Of course even in the bulk chemical industry, where Symyx has been developing high-throughput synthesis and screening systems to speed research on catalysts for a decade, the first major commercial products have reached the market in just the past couple of years. Symyx discovered new catalysts that enabled the Dow Chemical Co. to commercialize its Versify plastomers and elastomers, and ExxonMobil to develop the more efficient catalyst it plans to put into production in refineries this year. In addition, Dow used Symyx tools to develop the catalysts enabling its new Infuse specialty polymers. Both Dow and ExxonMobil say the automated synthesis and screening of micro quantities of hundreds or thousands of candidate materials greatly accelerated their development of major products. Dow reportedly brought its new Versify products to market in four years, about half the usual time, and has said it would never have found these catalysts using conventional research methods.
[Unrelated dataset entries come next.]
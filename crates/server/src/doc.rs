use crate::{
    dtos::{
        catalog::{ActorResponse, CinemaHallResponse, GenreResponse},
        movie::{MovieDetail, MovieListItem, MovieResponse},
        movie_session::{
            MovieSessionDetail, MovieSessionListItem, MovieSessionResponse, SessionMovie,
        },
        order::{OrderResponse, PaginatedOrdersResponse, PaginationMeta, TicketResponse},
    },
    routes::{actor, auth, cinema_hall, genre, health, movie, movie_session, order, root},
};
use models::{
    catalog::{ActorInput, CinemaHallInput, GenreInput},
    movie::MovieInput,
    movie_session::MovieSessionInput,
    order::{OrderRequest, TicketRequest},
    seat::Seat,
    validation::FieldErrors,
};
use utoipa::{
    Modify, OpenApi,
    openapi::security::{HttpAuthScheme, HttpBuilder, SecurityScheme},
};

struct SecurityAddon;

impl Modify for SecurityAddon {
    fn modify(&self, openapi: &mut utoipa::openapi::OpenApi) {
        if let Some(components) = openapi.components.as_mut() {
            components.add_security_scheme(
                "jwt",
                SecurityScheme::Http(
                    HttpBuilder::new()
                        .scheme(HttpAuthScheme::Bearer)
                        .bearer_format("JWT")
                        .build(),
                ),
            );
        }
    }
}

/// API Documentation
#[derive(OpenApi)]
#[openapi(
    paths(
        root::root,
        health::health,
        auth::me,
        genre::list_genres,
        genre::get_genre,
        genre::create_genre,
        genre::update_genre,
        genre::patch_genre,
        genre::delete_genre,
        actor::list_actors,
        actor::get_actor,
        actor::create_actor,
        actor::update_actor,
        actor::patch_actor,
        actor::delete_actor,
        cinema_hall::list_cinema_halls,
        cinema_hall::get_cinema_hall,
        cinema_hall::create_cinema_hall,
        cinema_hall::update_cinema_hall,
        cinema_hall::patch_cinema_hall,
        cinema_hall::delete_cinema_hall,
        movie::list_movies,
        movie::get_movie,
        movie::create_movie,
        movie::update_movie,
        movie::patch_movie,
        movie::delete_movie,
        movie_session::list_movie_sessions,
        movie_session::get_movie_session,
        movie_session::create_movie_session,
        movie_session::update_movie_session,
        movie_session::patch_movie_session,
        movie_session::delete_movie_session,
        order::list_orders,
        order::get_order,
        order::create_order
    ),
    components(schemas(
        FieldErrors,
        Seat,
        GenreInput,
        ActorInput,
        CinemaHallInput,
        MovieInput,
        MovieSessionInput,
        TicketRequest,
        OrderRequest,
        GenreResponse,
        ActorResponse,
        CinemaHallResponse,
        MovieListItem,
        MovieDetail,
        MovieResponse,
        SessionMovie,
        MovieSessionListItem,
        MovieSessionDetail,
        MovieSessionResponse,
        TicketResponse,
        OrderResponse,
        PaginationMeta,
        PaginatedOrdersResponse,
        auth::MeResponse
    )),
    modifiers(&SecurityAddon),
    tags(
        (name = "Health", description = "Liveness endpoints"),
        (name = "Authentication", description = "Authentication related endpoints"),
        (name = "Genres", description = "Genre catalog"),
        (name = "Actors", description = "Actor catalog"),
        (name = "Cinema halls", description = "Halls and their seating layout"),
        (name = "Movies", description = "Movies with their genres and actors"),
        (name = "Movie sessions", description = "Scheduled screenings and seat availability"),
        (name = "Orders", description = "Ticket purchases of the authenticated user"),
    ),
    info(
        title = "Cinema API",
        version = "1.0.0",
        description = "Cinema ticket booking API",
        license(
            name = "MIT OR Apache-2.0",
        )
    )
)]
pub struct ApiDoc;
ExxonMobil says in its annual report that the high-throughput approach doubled its R&D output.
New benchtop systems are starting to make the synthesis and screening tools more modular and more affordable for smaller companies and smaller markets. Isy Goldwasser, Symyx’s president, says, “As we develop more modules, it’s increasingly bringing down the cost of entry for using the high-throughput approach.” But a user will still have to invest from $500,000 to several millions of dollars to build an automated system, he points out, so it only makes sense for developing materials with markets of at least tens of millions to hundreds of millions of dollars, or for companies that can use the tools to develop several different products at the same time. “In the future, though, the price may drop by twofold to fivefold,” suggests Goldwasser. “That would enable a whole new range of applications.”
Symyx has started to sell some systems to university labs and has supported startups applying its technology to new areas. Besides its catalysis tools, the company has been working on performance materials and has developed automated systems for testing small samples for such qualities as adhesion, strength, compatibility and stability. It spun out Visyx to develop sensor technologies to measure oil conditions in cars and trucks and invested $13 million in Intermolecular, a start-up by some former Applied Materials executives developing applications for the semiconductor industry.
Intematix, meanwhile, has also applied its system to the design of catalysts that use smaller amounts of costly metals for fuel-cell applications. Work for DOE that involved screening hundreds of catalysts for releasing hydrogen from chemical storage systems found three candidates that worked almost as well as ruthenium-for about 3% to 5% of the cost. Other research has developed alloys of 10% to 30% platinum to replace pure platinum catalysts in methane fuel cells, using a thin film coating on a nanostructure for efficient exposure of the catalyst. The company aims eventually to develop phase-change materials for nonvolatile memory.